Most light beers, however, are made from a process made possible in 1964 with the commercial introduction of amyloglucosidase. This enzyme makes all the dextrins fermentable, unlike alpha amylase, which only affects some. All the starch in a beer can then be converted to alcohol, producing a slightly more alcoholic beer (about 1% higher than standard beer). In addition, because there are no dextrins left, the alcohol is absorbed more rapidly into the bloodstream. Tasteless beer that gets you drunk pronto? Sounds like a frat boy's dream. However, not wanting their customers to get blindsided by an unexpectedly potent drink, and perhaps realizing they can produce the beer less expensively with the same intoxicating effect of regular beer, brewers generally add water to adjust the alcohol content to slightly below that of a regular beer. There you have it--a weak-flavored, low calorie (from the loss of dextrins and subsequent dilution) beer with the same "kick" as regular beer.
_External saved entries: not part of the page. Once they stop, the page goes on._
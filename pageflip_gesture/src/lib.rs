// Copyright 2026 the Pageflip Authors
// SPDX-License-Identifier: Apache-2.0 OR MIT

// After you edit the crate's doc comment, run this command, then check README.md for any missing links
// cargo rdme --workspace-project=pageflip_gesture --heading-base-level=0

//! Pageflip Gesture: pointer interpretation for page-flip navigation.
//!
//! [`FlipGesture`] is a small state machine that turns a serial stream of
//! pointer events into flip-distance deltas and fling releases. It owns
//! no distance and talks to no adapter; the host engine feeds events in
//! and applies the returned [`GestureTransition`]s, in the same
//! events-in/transitions-out shape as the other interaction state
//! managers in this family.
//!
//! The machine distinguishes four phases:
//!
//! - *Idle*: no pointer tracked.
//! - *Axis undetermined*: a pointer is down but has not yet moved past
//!   the touch slop on either axis.
//! - *Flipping*: the flip axis won; every move becomes a distance delta
//!   and the machine claims the gesture exclusively
//!   ([`FlipGesture::claims_gesture`]).
//! - *Unable to flip*: the orthogonal axis won; events are ignored until
//!   every pointer lifts.
//!
//! Two details matter for feel and are easy to get wrong:
//!
//! - **Speed multiplier.** Near the leading edge a full page of visual
//!   travel corresponds to little physical travel, so at drag start the
//!   machine measures how much room the finger has toward that edge and
//!   scales deltas by it, keeping perceived speed consistent anywhere on
//!   the surface.
//! - **Multi-pointer handoff.** A second pointer going down re-anchors
//!   tracking to it; the tracked pointer lifting while others remain
//!   re-anchors to a survivor *without* re-running axis classification.
//!   A pointer id the machine has never seen resets tracking defensively
//!   instead of faulting.
//!
//! ## Minimal example
//!
//! ```rust
//! use kurbo::Point;
//! use pageflip_core::FlipAxis;
//! use pageflip_gesture::{FlipGesture, GestureConfig, GestureTransition};
//!
//! let mut gesture = FlipGesture::new(FlipAxis::Vertical, GestureConfig::default());
//! gesture.set_extent(600.0);
//!
//! gesture.on_down(1, Point::new(200.0, 300.0), 0, false);
//! // Drag upward past the slop: the flip axis wins.
//! let started = gesture.on_move(1, Point::new(200.0, 280.0), 16);
//! assert_eq!(started, Some(GestureTransition::DragStarted));
//! assert!(gesture.claims_gesture());
//!
//! // Further motion produces distance deltas (upward = forward).
//! match gesture.on_move(1, Point::new(200.0, 260.0), 32) {
//!     Some(GestureTransition::DragBy { delta_distance }) => assert!(delta_distance > 0.0),
//!     other => panic!("expected a drag delta, got {other:?}"),
//! }
//! ```
//!
//! This crate is `no_std` and uses `alloc`.

#![no_std]

extern crate alloc;

pub mod velocity;

use alloc::vec::Vec;

use kurbo::Point;
use pageflip_core::{FLIP_DISTANCE_PER_PAGE, FlipAxis};

use crate::velocity::VelocityTracker;

/// Floor for the edge-distance speed multiplier, so a touch starting on
/// the leading edge cannot blow up the delta conversion.
const MIN_SPEED_MULTIPLIER: f64 = 0.01;

/// Tunables for gesture interpretation.
#[derive(Copy, Clone, Debug, PartialEq)]
pub struct GestureConfig {
    /// Minimum pointer travel, in surface units, before an axis wins.
    pub touch_slop: f64,
    /// Release speeds below this resolve to the nearest page instead of
    /// a directional fling, in units per second.
    pub min_fling_velocity: f64,
    /// Velocity estimates are clamped to this, in units per second.
    pub max_fling_velocity: f64,
}

impl GestureConfig {
    /// Defaults close to a phone-sized touch surface.
    #[must_use]
    pub const fn touch() -> Self {
        Self {
            touch_slop: 8.0,
            min_fling_velocity: 250.0,
            max_fling_velocity: 8000.0,
        }
    }
}

impl Default for GestureConfig {
    fn default() -> Self {
        Self::touch()
    }
}

/// What a pointer event did to the gesture.
#[derive(Copy, Clone, Debug, PartialEq)]
pub enum GestureTransition {
    /// The flip axis won; the machine now claims the gesture.
    DragStarted,
    /// The tracked pointer moved while flipping.
    DragBy {
        /// Flip-distance delta to apply; positive flips forward.
        delta_distance: f64,
    },
    /// The gesture ended while flipping.
    Released {
        /// Signed axis velocity at release, units per second, clamped.
        velocity: f64,
    },
    /// The orthogonal axis won; the gesture is given up until the next
    /// pointer down.
    Rejected,
}

#[derive(Copy, Clone, Debug, PartialEq, Eq)]
enum Phase {
    Idle,
    AxisUndetermined,
    Flipping,
    UnableToFlip,
}

/// Pointer gesture state machine for one flip surface.
#[derive(Clone, Debug)]
pub struct FlipGesture {
    axis: FlipAxis,
    config: GestureConfig,
    /// Extent of the surface along the flip axis, in surface units.
    extent: f64,
    phase: Phase,
    /// Live pointers in press order: `(id, last seen position)`.
    pointers: Vec<(u64, Point)>,
    active: Option<u64>,
    last: Point,
    speed_multiplier: f64,
    velocity: VelocityTracker,
}

impl FlipGesture {
    /// Creates an idle machine for a surface flipping along `axis`.
    ///
    /// Call [`set_extent`](Self::set_extent) before feeding events;
    /// deltas are meaningless on a zero-extent surface.
    #[must_use]
    pub fn new(axis: FlipAxis, config: GestureConfig) -> Self {
        Self {
            axis,
            config,
            extent: 0.0,
            phase: Phase::Idle,
            pointers: Vec::new(),
            active: None,
            last: Point::ZERO,
            speed_multiplier: 0.5,
            velocity: VelocityTracker::new(),
        }
    }

    /// Updates the surface extent along the flip axis.
    pub fn set_extent(&mut self, extent: f64) {
        self.extent = extent;
    }

    /// Returns the configured minimum fling velocity.
    #[must_use]
    pub fn min_fling_velocity(&self) -> f64 {
        self.config.min_fling_velocity
    }

    /// Returns `true` while the machine claims the gesture exclusively.
    ///
    /// While claimed, no other consumer may interpret move events; when
    /// the orthogonal axis has won instead, the machine has released the
    /// gesture entirely until the next pointer down.
    #[must_use]
    pub fn claims_gesture(&self) -> bool {
        self.phase == Phase::Flipping
    }

    /// Returns `true` when the orthogonal axis won the current gesture.
    #[must_use]
    pub fn is_unable_to_flip(&self) -> bool {
        self.phase == Phase::UnableToFlip
    }

    /// Drops all tracking and returns to idle.
    pub fn reset(&mut self) {
        self.phase = Phase::Idle;
        self.pointers.clear();
        self.active = None;
        self.speed_multiplier = 0.5;
        self.velocity.clear();
    }

    /// Feeds a pointer-down event.
    ///
    /// `interrupting_animation` is `true` when the host just aborted an
    /// in-flight fling or peek for this touch; the machine then promotes
    /// straight to flipping so the touch picks the page up mid-turn.
    pub fn on_down(
        &mut self,
        pointer: u64,
        position: Point,
        time_ms: u64,
        interrupting_animation: bool,
    ) -> Option<GestureTransition> {
        if self.pointers.is_empty() {
            // Fresh gesture after a settled state.
            self.pointers.push((pointer, position));
            self.active = Some(pointer);
            self.last = position;
            self.speed_multiplier = 0.5;
            self.velocity.clear();
            self.velocity.add_sample(time_ms, self.axis_coord(position));
            if interrupting_animation {
                self.phase = Phase::Flipping;
                return Some(GestureTransition::DragStarted);
            }
            self.phase = Phase::AxisUndetermined;
            return None;
        }

        // Secondary pointer: re-anchor tracking to it, keeping the phase.
        self.pointers.retain(|&(id, _)| id != pointer);
        self.pointers.push((pointer, position));
        self.active = Some(pointer);
        self.last = position;
        self.velocity.clear();
        self.velocity.add_sample(time_ms, self.axis_coord(position));
        None
    }

    /// Feeds a pointer-move event.
    pub fn on_move(
        &mut self,
        pointer: u64,
        position: Point,
        time_ms: u64,
    ) -> Option<GestureTransition> {
        let mut known = false;
        for entry in &mut self.pointers {
            if entry.0 == pointer {
                entry.1 = position;
                known = true;
                break;
            }
        }
        if !known {
            // Tracking state without a matching pointer: recover locally
            // rather than faulting.
            if self.phase != Phase::Idle {
                self.reset();
            }
            return None;
        }
        if self.active != Some(pointer) {
            return None;
        }

        match self.phase {
            Phase::AxisUndetermined => {
                let delta = position - self.last;
                let (flip_delta, orth_delta) = match self.axis {
                    FlipAxis::Vertical => (delta.y, delta.x),
                    FlipAxis::Horizontal => (delta.x, delta.y),
                };
                if flip_delta.abs() > self.config.touch_slop
                    && flip_delta.abs() > orth_delta.abs()
                {
                    self.begin_drag(flip_delta);
                    self.last = position;
                    self.velocity.add_sample(time_ms, self.axis_coord(position));
                    Some(GestureTransition::DragStarted)
                } else if orth_delta.abs() > self.config.touch_slop {
                    self.phase = Phase::UnableToFlip;
                    Some(GestureTransition::Rejected)
                } else {
                    self.velocity.add_sample(time_ms, self.axis_coord(position));
                    None
                }
            }
            Phase::Flipping => {
                let pixel_delta = self.axis_coord(self.last) - self.axis_coord(position);
                self.last = position;
                self.velocity.add_sample(time_ms, self.axis_coord(position));
                let scale = (self.extent / FLIP_DISTANCE_PER_PAGE) * self.speed_multiplier;
                if scale <= 0.0 {
                    return None;
                }
                Some(GestureTransition::DragBy {
                    delta_distance: pixel_delta / scale,
                })
            }
            Phase::Idle | Phase::UnableToFlip => None,
        }
    }

    /// Feeds a pointer-up (or cancel, which behaves identically) event.
    pub fn on_up(
        &mut self,
        pointer: u64,
        position: Point,
        time_ms: u64,
    ) -> Option<GestureTransition> {
        self.pointers.retain(|&(id, _)| id != pointer);

        if self.active != Some(pointer) {
            return None;
        }

        if let Some(&(survivor, survivor_pos)) = self.pointers.last() {
            // The tracked pointer lifted mid-gesture: hand off to a
            // survivor, keeping the axis classification.
            self.active = Some(survivor);
            self.last = survivor_pos;
            self.velocity.clear();
            return None;
        }

        let was_flipping = self.phase == Phase::Flipping;
        self.velocity.add_sample(time_ms, self.axis_coord(position));
        let released = self.velocity.velocity(self.config.max_fling_velocity);
        self.reset();
        if was_flipping {
            Some(GestureTransition::Released { velocity: released })
        } else {
            None
        }
    }

    fn begin_drag(&mut self, flip_delta: f64) {
        // Room between the touch and the edge the finger is heading for;
        // a page's worth of travel shrinks with it.
        let near_edge = if flip_delta < 0.0 { 0.0 } else { self.extent };
        if self.extent > 0.0 {
            self.speed_multiplier = ((self.axis_coord(self.last) - near_edge).abs()
                / self.extent)
                .max(MIN_SPEED_MULTIPLIER);
        }
        self.phase = Phase::Flipping;
    }

    fn axis_coord(&self, position: Point) -> f64 {
        match self.axis {
            FlipAxis::Vertical => position.y,
            FlipAxis::Horizontal => position.x,
        }
    }
}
Those of us who actually like beer and are willing to imbibe a few extra calories to avoid beer that tastes like watered-down dregs might want to know who we have to curse for this insipid imitation of the real thing. The first true light beer was Gablinger's Diet Beer, produced by the Rheingold brewery in 1967. Dr. Joseph L. Owades came up with the light beer making process used. "When I got into the beer business, I used to ask people why they did not drink beer. The answer I got was twofold: One, 'I don't like the way beer tastes.' Two, 'I'm afraid it will make me fat.' It was a common belief then that drinking beer made you fat. People weren't jogging and everybody believed beer drinkers got a big, fat beer belly. Period. I couldn't do anything about the taste of beer, but I could do something about the calories," he says in retrospect.
Owades also gave the formula to a friend at Chicago's Meister Brau brewery, which produced Meister Brau Lite later that same year. Both Gablinger's and MB Lite flopped, however. Miller bought Meister Brau, tweaked the light beer formula, and produced the first commercially successful light beer in 1975, Miller Lite. Currently light beers account for about 38% of the total beer market share, with a 25% greater portion of female drinkers than regular beer. Even micro-brewers are getting into light beer production, afraid to miss such a lucrative market.
/lmgtfy
Xbone Stormsurgezz
Not really. I mean they are technically like a diet soda, but that isn't why so many people drink them.Nic wrote:
Funny is what it is.... Apparently its the solution to the obesity problem in America. Go have your Big Mac wrap and a nice lite beer.
It's mainly because its less filling, so easier to drink more with out feeling so full. I'd rather just drink less of a beer that actually has alcohol in it... but that is generally more expensive and party goers tend to be more in for quantity.